PROBLEM DESCRIPTION: Return, in their exact form, the lines that lie between the start of the data below and the line containing "pub struct RosterRow", with both ends included.

Stored data entries
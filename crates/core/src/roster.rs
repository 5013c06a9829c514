//! Guest roster rows for exporters
//!
//! A flat, read-only view of who sits where. Turning rows into CSV or any
//! other format is left to the exporter.

use serde::{Deserialize, Serialize};

use crate::models::LayoutState;

/// One occupied seat
#[derive(Debug, Clone, PartialEq, Eq, Serialize, Deserialize)]
pub struct RosterRow {
    pub table_number: u32,
    pub seat: u32,
    pub first_name: String,
    pub last_name: String,
    pub entree: String,
    pub allergy_info: String,
}

impl RosterRow {
    /// Column titles, in field order
    pub const HEADERS: [&'static str; 6] = [
        "Table Number",
        "Seat Number",
        "First Name",
        "Last Name",
        "Entree",
        "Allergy Info",
    ];

    /// Field values as strings, in `HEADERS` order
    pub fn fields(&self) -> [String; 6] {
        [
            self.table_number.to_string(),
            self.seat.to_string(),
            self.first_name.clone(),
            self.last_name.clone(),
            self.entree.clone(),
            self.allergy_info.clone(),
        ]
    }
}

/// Rows for every occupied seat: tables in layout order, seats ascending
pub fn roster(state: &LayoutState) -> Vec<RosterRow> {
    state
        .tables
        .iter()
        .flat_map(|table| {
            table.guests.iter().map(move |(&seat, guest)| RosterRow {
                table_number: table.number,
                seat,
                first_name: guest.first_name.clone(),
                last_name: guest.last_name.clone(),
                entree: guest.entree.clone(),
                allergy_info: guest.allergy_info(),
            })
        })
        .collect()
}
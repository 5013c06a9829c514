//! Table drag tracking
//!
//! Turns pointer-down/move/up into table positions. The tracker only does the
//! arithmetic; every position it yields goes to `LayoutStore::reposition`.

use seatplan_core::{Point, TableId};

use super::ViewContext;

#[derive(Debug, Clone, Copy)]
struct ActiveDrag {
    table_id: TableId,
    /// Pointer position relative to the table's top-left corner, canvas space
    offset: Point,
}

/// Tracks at most one table being dragged
#[derive(Debug, Default)]
pub struct DragTracker {
    active: Option<ActiveDrag>,
}

impl DragTracker {
    pub fn new() -> Self {
        Self::default()
    }

    /// Pointer pressed on a table. Only starts a drag in edit mode.
    pub fn begin(
        &mut self,
        view: &ViewContext,
        table_id: TableId,
        pointer: Point,
        table_position: Point,
    ) -> bool {
        if !view.edit_mode {
            return false;
        }

        let (x, y) = view.to_canvas(pointer.x, pointer.y);
        self.active = Some(ActiveDrag {
            table_id,
            offset: Point::new(x - table_position.x, y - table_position.y),
        });
        tracing::trace!(table_id = %table_id, "Drag started");
        true
    }

    /// Pointer moved; yields the table's new position if a drag is active
    pub fn update(&self, view: &ViewContext, pointer: Point) -> Option<(TableId, Point)> {
        let drag = self.active?;
        let (x, y) = view.to_canvas(pointer.x, pointer.y);
        let position = Point::new(x - drag.offset.x, y - drag.offset.y).clamped_non_negative();
        Some((drag.table_id, position))
    }

    /// Pointer released; returns the table that was being dragged
    pub fn end(&mut self) -> Option<TableId> {
        self.active.take().map(|d| d.table_id)
    }

    pub fn dragging(&self) -> Option<TableId> {
        self.active.map(|d| d.table_id)
    }
}
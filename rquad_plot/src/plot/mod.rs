pub mod axes;
pub mod figure;
pub mod pyplot;
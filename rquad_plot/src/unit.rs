use std::fmt;

/// Unit in which times are shown on a chart.
///
/// Times are always stored in nanoseconds (the `ns/op` reported by the go
/// benchmark runner); a `TimeUnit` is only applied when the y series and the
/// y label are built.
#[derive(Debug, Clone, Copy, PartialEq, Eq, Hash)]
pub enum TimeUnit {
    Nanos,
    Micros,
}

impl TimeUnit {
    /// Converts a time in nanoseconds into this unit.
    pub fn from_nanos(&self, nanos: f64) -> f64 {
        match self {
            Self::Nanos => nanos,
            Self::Micros => nanos * 1e-3,
        }
    }

    /// Long name, as shown in axis labels.
    pub fn name(&self) -> &'static str {
        match self {
            Self::Nanos => "nanoseconds",
            Self::Micros => "microseconds",
        }
    }

    pub fn parse(unit: &str) -> Option<Self> {
        match unit {
            "ns" | "nanos" | "nanoseconds" => Some(Self::Nanos),
            "us" | "micros" | "microseconds" => Some(Self::Micros),
            _ => None,
        }
    }
}

impl Default for TimeUnit {
    fn default() -> Self {
        Self::Nanos
    }
}

impl fmt::Display for TimeUnit {
    fn fmt(&self, f: &mut fmt::Formatter<'_>) -> fmt::Result {
        match self {
            Self::Nanos => write!(f, "ns"),
            Self::Micros => write!(f, "us"),
        }
    }
}
use crate::unit::TimeUnit;
use std::collections::HashMap;
use std::path::{is_separator, PathBuf};

/// Side of the square image used by each benchmark. The number of nodes of a
/// tree built with resolution `res` is `dimension * dimension / res`.
pub const DIMENSIONS: [(&str, u64); 3] =
    [("Creation", 4096), ("PointLocation", 1024), ("Neighbours", 4096)];

/// What is shown on the x axis.
#[derive(Debug, Clone, Copy, PartialEq, Eq, Hash)]
pub enum XAxis {
    /// Number of nodes, derived from the resolution and the benchmark's
    /// dimension.
    Nodes,
    /// Raw resolution, as found in the benchmark name.
    Resolution,
}

impl XAxis {
    pub fn label(&self) -> &'static str {
        match self {
            Self::Nodes => "Number of nodes",
            Self::Resolution => "Resolution",
        }
    }

    pub fn parse(x_axis: &str) -> Option<Self> {
        match x_axis {
            "nodes" => Some(Self::Nodes),
            "resolution" | "res" => Some(Self::Resolution),
            _ => None,
        }
    }
}

#[derive(Debug, Clone, Copy, PartialEq, Eq, Hash)]
pub enum SortOrder {
    Ascending,
    Descending,
}

impl SortOrder {
    pub fn parse(order: &str) -> Option<Self> {
        match order {
            "asc" | "ascending" => Some(Self::Ascending),
            "desc" | "descending" => Some(Self::Descending),
            _ => None,
        }
    }
}

#[derive(Debug, Clone, Copy, PartialEq, Eq, Hash)]
pub enum ImageFormat {
    Png,
    Pdf,
    Svg,
}

impl ImageFormat {
    /// File extension, which is also the name matplotlib expects in
    /// `savefig(format=...)`.
    pub fn extension(&self) -> &'static str {
        match self {
            Self::Png => "png",
            Self::Pdf => "pdf",
            Self::Svg => "svg",
        }
    }

    pub fn parse(format: &str) -> Option<Self> {
        match format {
            "png" => Some(Self::Png),
            "pdf" => Some(Self::Pdf),
            "svg" => Some(Self::Svg),
            _ => None,
        }
    }
}

#[derive(Debug, Clone)]
pub struct PlotConfig {
    /// quantity on the x axis
    x_axis: XAxis,
    /// per-benchmark dimension, used to derive the number of nodes
    dimensions: HashMap<String, u64>,
    /// unit of the y axis
    time_unit: TimeUnit,
    /// order of the points along the x axis
    order: SortOrder,
    /// maps benchmark names to chart titles (and file names)
    titles: HashMap<String, String>,
    // where charts are saved; if not set, the current directory is used
    output_dir: Option<PathBuf>,
    format: ImageFormat,
}

impl PlotConfig {
    /// Creates a `PlotConfig` with the given x axis. Points are sorted in
    /// ascending order for `XAxis::Nodes` and in descending order for
    /// `XAxis::Resolution`, so that both charts show performance degrading
    /// from left to right.
    pub fn new(x_axis: XAxis) -> Self {
        let dimensions = DIMENSIONS
            .iter()
            .map(|(name, dimension)| (name.to_string(), *dimension))
            .collect();
        let order = match x_axis {
            XAxis::Nodes => SortOrder::Ascending,
            XAxis::Resolution => SortOrder::Descending,
        };
        Self {
            x_axis,
            dimensions,
            time_unit: TimeUnit::Nanos,
            order,
            titles: HashMap::new(),
            output_dir: None,
            format: ImageFormat::Png,
        }
    }

    /// Time per operation (in nanoseconds) vs number of nodes.
    pub fn nodes() -> Self {
        Self::new(XAxis::Nodes)
    }

    /// Time per operation (in microseconds) vs resolution.
    pub fn resolution() -> Self {
        let mut config = Self::new(XAxis::Resolution);
        config.set_time_unit(TimeUnit::Micros);
        config
    }

    pub fn x_axis(&self) -> XAxis {
        self.x_axis
    }

    /// Checks whether the x value must be derived from the dimension table.
    pub fn derives_nodes(&self) -> bool {
        self.x_axis == XAxis::Nodes
    }

    pub fn dimension(&self, name: &str) -> Option<u64> {
        self.dimensions.get(name).copied()
    }

    /// Adds (or replaces) the dimension of benchmark `name`.
    pub fn set_dimension(&mut self, name: impl Into<String>, dimension: u64) {
        self.dimensions.insert(name.into(), dimension);
    }

    pub fn time_unit(&self) -> TimeUnit {
        self.time_unit
    }

    pub fn set_time_unit(&mut self, time_unit: TimeUnit) {
        self.time_unit = time_unit;
    }

    pub fn order(&self) -> SortOrder {
        self.order
    }

    pub fn set_order(&mut self, order: SortOrder) {
        self.order = order;
    }

    /// Title of the chart of benchmark `name`; defaults to the name itself.
    pub fn title<'a>(&'a self, name: &'a str) -> &'a str {
        self.titles.get(name).map(String::as_str).unwrap_or(name)
    }

    pub fn set_title(
        &mut self,
        name: impl Into<String>,
        title: impl Into<String>,
    ) {
        self.titles.insert(name.into(), title.into());
    }

    pub fn output_dir(&self) -> Option<&PathBuf> {
        self.output_dir.as_ref()
    }

    pub fn set_output_dir(&mut self, output_dir: impl Into<PathBuf>) {
        self.output_dir = Some(output_dir.into());
    }

    pub fn format(&self) -> ImageFormat {
        self.format
    }

    pub fn set_format(&mut self, format: ImageFormat) {
        self.format = format;
    }

    /// Path of the chart of benchmark `name`: `<title>.<extension>`, inside
    /// the output directory if one is set.
    ///
    /// Path separators in the title are replaced by `_`, so that charts are
    /// always saved directly in the output directory.
    pub fn output_path(&self, name: &str) -> PathBuf {
        let stem: String = self
            .title(name)
            .chars()
            .map(|c| if is_separator(c) { '_' } else { c })
            .collect();
        let file_name = format!("{}.{}", stem, self.format.extension());
        match &self.output_dir {
            Some(dir) => dir.join(file_name),
            None => PathBuf::from(file_name),
        }
    }

    pub fn x_label(&self) -> &'static str {
        self.x_axis.label()
    }

    pub fn y_label(&self) -> String {
        format!("Time per operation ({})", self.time_unit.name())
    }
}

impl Default for PlotConfig {
    fn default() -> Self {
        Self::nodes()
    }
}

FINAL ANSWER:
filename crates/core/src/roster.rs
repository 5013c06a9829c514
//! Guest roster rows for exporters
//!
//! A flat, read-only view of who sits where. Turning rows into CSV or any
//! other format is left to the exporter.

use serde::{Deserialize, Serialize};

use crate::models::LayoutState;

/// One occupied seat
#[derive(Debug, Clone, PartialEq, Eq, Serialize, Deserialize)]
pub struct RosterRow {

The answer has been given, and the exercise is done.